0 Members and 1 Guest are viewing this topic.

Offline denteom

  • Full Member
  • ***
    • Posts: 96
Reply #45 on: December 23, 2022, 04:10:00 AM
I also checked these terminals with the C4S
Black Terminal at 4U

Terminal 1= 170 VDC
Terminal 11= 170 VDC
Terminal 6= 120 VDC
Terminal 16= 65 VDC




Offline Paul Birkeland

  • Global Moderator
  • Hero Member
  • *****
    • Posts: 19757
Reply #46 on: December 23, 2022, 06:22:42 AM
The first BeePre upgrade will slightly raise that voltage.

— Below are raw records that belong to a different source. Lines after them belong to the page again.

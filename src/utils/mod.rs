pub mod formatting;
pub mod config;

// Re-exports
pub use config::*;
use thiserror::Error;

use crate::models::{filter::Selection, part::PartId};
use crate::services::cart_service::parse_quantity;

pub const SHELL_HELP: &str = "\
list                 show parts matching the current filters
search <text>        filter by name or article (empty clears)
brand <name|all>     filter by brand
category <name|all>  filter by category
reset                clear all filters
brands | categories  show filter options
add <id>             add one unit to the cart
qty <id> <n>         set quantity (0 or less removes)
inc <id> | dec <id>  change quantity by one
rm <id>              remove from cart
cart                 show the cart
clear                empty the cart
help                 show this help
quit                 leave the shell";

#[derive(Error, Debug, PartialEq, Eq)]
pub enum ShellParseError {
    #[error("Empty input")]
    Empty,
    #[error("Unknown command: {0} (type 'help')")]
    UnknownCommand(String),
    #[error("Missing argument for '{command}': {expected}")]
    MissingArgument {
        command: &'static str,
        expected: &'static str,
    },
    #[error("Invalid part id: {0}")]
    InvalidId(String),
}

#[derive(Debug, Clone, PartialEq, Eq)]
pub enum ShellCommand {
    List,
    Search(String),
    Brand(Selection),
    Category(Selection),
    Reset,
    Brands,
    Categories,
    Add(PartId),
    Quantity(PartId, i64),
    Increment(PartId),
    Decrement(PartId),
    Remove(PartId),
    Cart,
    Clear,
    Help,
    Quit,
}

impl ShellCommand {
    pub fn parse(line: &str) -> Result<Self, ShellParseError> {
        let line = line.trim();
        if line.is_empty() {
            return Err(ShellParseError::Empty);
        }

        let (verb, rest) = match line.split_once(char::is_whitespace) {
            Some((verb, rest)) => (verb, rest.trim()),
            None => (line, ""),
        };

        match verb.to_lowercase().as_str() {
            "list" | "ls" => Ok(ShellCommand::List),
            "search" | "find" => Ok(ShellCommand::Search(rest.to_string())),
            "brand" => Ok(ShellCommand::Brand(Selection::from(rest))),
            "category" | "cat" => Ok(ShellCommand::Category(Selection::from(rest))),
            "reset" => Ok(ShellCommand::Reset),
            "brands" => Ok(ShellCommand::Brands),
            "categories" => Ok(ShellCommand::Categories),
            "add" => Ok(ShellCommand::Add(parse_id("add", rest)?)),
            "qty" => {
                let (id, quantity) = match rest.split_once(char::is_whitespace) {
                    Some((id, quantity)) => (id, quantity),
                    None => {
                        return Err(ShellParseError::MissingArgument {
                            command: "qty",
                            expected: "<id> <n>",
                        })
                    }
                };
                Ok(ShellCommand::Quantity(parse_id("qty", id)?, parse_quantity(quantity)))
            }
            "inc" | "+" => Ok(ShellCommand::Increment(parse_id("inc", rest)?)),
            "dec" | "-" => Ok(ShellCommand::Decrement(parse_id("dec", rest)?)),
            "rm" | "remove" => Ok(ShellCommand::Remove(parse_id("rm", rest)?)),
            "cart" => Ok(ShellCommand::Cart),
            "clear" => Ok(ShellCommand::Clear),
            "help" | "?" => Ok(ShellCommand::Help),
            "quit" | "exit" | "q" => Ok(ShellCommand::Quit),
            other => Err(ShellParseError::UnknownCommand(other.to_string())),
        }
    }
}

fn parse_id(command: &'static str, raw: &str) -> Result<PartId, ShellParseError> {
    if raw.is_empty() {
        return Err(ShellParseError::MissingArgument {
            command,
            expected: "<id>",
        });
    }
    raw.parse::<u32>()
        .map(PartId)
        .map_err(|_| ShellParseError::InvalidId(raw.to_string()))
}
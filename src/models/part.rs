use regex::Regex;
use rust_decimal::{Decimal, RoundingStrategy};
use serde::{Deserialize, Serialize, Serializer};
use std::fmt;
use std::iter::Sum;
use std::ops::Add;
use tracing::warn;
use validator::{Validate, ValidationError};

/// Fractional digits shown when an amount is displayed.
pub const DISPLAY_DP: u32 = 2;

#[derive(Debug, Clone, Copy, PartialEq, Eq, Hash, PartialOrd, Ord, Serialize)]
#[serde(transparent)]
pub struct PartId(pub u32);

impl fmt::Display for PartId {
    fn fmt(&self, f: &mut fmt::Formatter<'_>) -> fmt::Result {
        write!(f, "{}", self.0)
    }
}

impl From<u32> for PartId {
    fn from(id: u32) -> Self {
        PartId(id)
    }
}

/// Exact monetary amount in major currency units. Never rounded except by `Display`.
#[derive(Debug, Clone, Copy, Default, PartialEq, Eq, PartialOrd, Ord, Hash)]
pub struct Price(Decimal);

impl Price {
    pub const ZERO: Price = Price(Decimal::ZERO);

    pub fn new(amount: Decimal) -> Self {
        Price(amount)
    }

    pub fn from_major(major: u64) -> Self {
        Price(Decimal::from(major))
    }

    pub fn amount(&self) -> Decimal {
        self.0
    }

    pub fn times(&self, quantity: u32) -> Price {
        Price(self.0.saturating_mul(Decimal::from(quantity)))
    }
}

impl Add for Price {
    type Output = Price;

    fn add(self, rhs: Price) -> Price {
        Price(self.0.saturating_add(rhs.0))
    }
}

impl Sum for Price {
    fn sum<I: Iterator<Item = Price>>(iter: I) -> Price {
        iter.fold(Price::ZERO, Add::add)
    }
}

impl Serialize for Price {
    fn serialize<S: Serializer>(&self, serializer: S) -> Result<S::Ok, S::Error> {
        rust_decimal::serde::arbitrary_precision::serialize(&self.0, serializer)
    }
}

/// Rounds half away from zero to two places and groups the major part in
/// threes with a space, the way the storefront renders amounts:
/// `1 234 567`, `450.50`.
impl fmt::Display for Price {
    fn fmt(&self, f: &mut fmt::Formatter<'_>) -> fmt::Result {
        let rounded = self
            .0
            .round_dp_with_strategy(DISPLAY_DP, RoundingStrategy::MidpointAwayFromZero)
            .normalize()
            .to_string();
        let (major, minor) = match rounded.split_once('.') {
            Some((major, minor)) => (major, Some(minor)),
            None => (rounded.as_str(), None),
        };

        let mut grouped = String::with_capacity(major.len() + major.len() / 3);
        for (i, ch) in major.chars().enumerate() {
            if i > 0 && (major.len() - i) % 3 == 0 {
                grouped.push(' ');
            }
            grouped.push(ch);
        }

        match minor {
            Some(minor) => write!(f, "{}.{:0<2}", grouped, minor),
            None => write!(f, "{}", grouped),
        }
    }
}

lazy_static::lazy_static! {
    static ref ARTICLE_REGEX: Regex = Regex::new(r"^[\p{L}\p{N}][\p{L}\p{N} ._/-]*$").unwrap();
}

// raw seed record, as found in the catalog file
#[derive(Debug, Clone, Deserialize, Validate)]
#[serde(rename_all = "camelCase")]
pub struct PartRecord {
    pub id: u32,

    #[validate(length(max = 255, message = "Name is longer than 255 characters"))]
    #[validate(custom = "validate_not_blank")]
    pub name: String,

    #[validate(regex(
        path = "ARTICLE_REGEX",
        message = "Article contains unusual characters"
    ))]
    pub article: String,

    #[serde(with = "rust_decimal::serde::arbitrary_precision")]
    pub price: Decimal,

    #[validate(custom = "validate_not_blank")]
    pub brand: String,

    #[validate(custom = "validate_not_blank")]
    pub category: String,

    #[serde(default)]
    pub image: String,

    pub in_stock: bool,
}

fn validate_not_blank(value: &str) -> Result<(), ValidationError> {
    if value.trim().is_empty() {
        return Err(ValidationError::new("must not be blank"));
    }
    Ok(())
}

#[derive(Debug, thiserror::Error)]
pub enum PartError {
    #[error("Part {id} has a negative price: {price}")]
    NegativePrice { id: u32, price: Decimal },
}

#[derive(Debug, Clone, PartialEq, Serialize)]
#[serde(rename_all = "camelCase")]
pub struct Part {
    pub id: PartId,
    pub name: String,
    pub article: String,
    pub price: Price,
    pub brand: String,
    pub category: String,
    pub image: String,
    pub in_stock: bool,
}

impl Part {
    /// Only a negative price is fatal; other oddities in the record are logged.
    pub fn from_record(record: PartRecord) -> Result<Self, PartError> {
        if record.price.is_sign_negative() && !record.price.is_zero() {
            return Err(PartError::NegativePrice {
                id: record.id,
                price: record.price,
            });
        }

        if let Err(issues) = record.validate() {
            warn!("Part {} loaded with data-quality issues: {}", record.id, issues);
        }

        Ok(Self {
            id: PartId(record.id),
            name: record.name.trim().to_string(),
            article: record.article,
            price: Price::new(record.price),
            brand: record.brand.trim().to_string(),
            category: record.category.trim().to_string(),
            image: record.image,
            in_stock: record.in_stock,
        })
    }

    /// Case-insensitive substring match against name or article.
    /// `needle` must already be lowercased.
    pub fn matches_query(&self, needle: &str) -> bool {
        needle.is_empty()
            || self.name.to_lowercase().contains(needle)
            || self.article.to_lowercase().contains(needle)
    }
}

I would suggest rechecking that the problematic DC resistances you found originally aren't still there.

Paul "PB" Birkeland

Bottlehead Grunt & The Repro Man


Offline denteom

  • Full Member
  • ***
    • Posts: 96
Reply #47 on: December 23, 2022, 01:31:05 PM
All of my resistance problems are fully resolved. I've went through the list.



Offline Paul Birkeland

  • Global Moderator
  • Hero Member
  • *****
    • Posts: 19757
Reply #48 on: December 23, 2022, 01:34:32 PM
The 65V at terminal 16 is troubling.  Could you post some build photos?

Paul "PB" Birkeland

Bottlehead Grunt & The Repro Man


Offline denteom

  • Full Member
  • ***
    • Posts: 96
Reply #49 on: December 23, 2022, 03:38:56 PM
These are the photos near the build



Offline Paul Birkeland

  • Global Moderator
  • Hero Member
  • *****
    • Posts: 19757
Reply #50 on: December 24, 2022, 05:23:51 AM
What I would do next is to remove the connections to the large C4S board, rotate it 180 degrees, then reinstall it.  If the 65V voltage moves to the other side of the amp, then you have an issue with your C4S board.

Also you should not have to use the isolating parts for the BeeQuiet, and I still believe you have contact between the switch terminals and the metal body of the switch somewhere that's causing issues with that portion of your build.

Paul "PB" Birkeland

Bottlehead Grunt & The Repro Man


Offline denteom

  • Full Member
  • ***
    • Posts: 96
Reply #51 on: December 24, 2022, 08:20:17 AM
I flipped the C4S and re installed it (mirror image from previous).  The 65V still on the same side terminal 16. So the C4S  is good. Still not sure what's causing the low voltage in 16.
How about the voltages on Terminal 1 and 11 which reads 170v is that okay?  Manual says 150V



Offline Paul Birkeland

  • Global Moderator
  • Hero Member
  • *****
    • Posts: 19757
Reply #52 on: December 24, 2022, 08:23:09 AM
The 170V isn't particularly concerning. 

Can you post the voltages on pins 1 and 4 of each 4 pin socket?

Paul "PB" Birkeland

Bottlehead Grunt & The Repro Man


Offline denteom

  • Full Member
  • ***
    • Posts: 96
Reply #53 on: December 24, 2022, 08:53:45 AM
with the 300b on? where do I connect the black lead of the tester? What ranges do I expect? So I can set the DC voltage range.



Offline Paul Birkeland

  • Global Moderator
  • Hero Member
  • *****
    • Posts: 19757
Reply #54 on: December 24, 2022, 09:22:40 AM
DC voltage, 300Bs installed, black probe can be on terminal 4.

Paul "PB" Birkeland

Bottlehead Grunt & The Repro Man


Offline denteom

  • Full Member
  • ***
    • Posts: 96
Reply #55 on: December 24, 2022, 09:40:29 AM
A1= 18 V
A4= 13 V
B1=13 V
B4= 18 V
Did I reversed a connection somewhere?  heheh...



Offline Paul Birkeland

  • Global Moderator
  • Hero Member
  • *****
    • Posts: 19757
Reply #56 on: December 24, 2022, 10:02:33 AM
No, there's nothing wrong with those voltages.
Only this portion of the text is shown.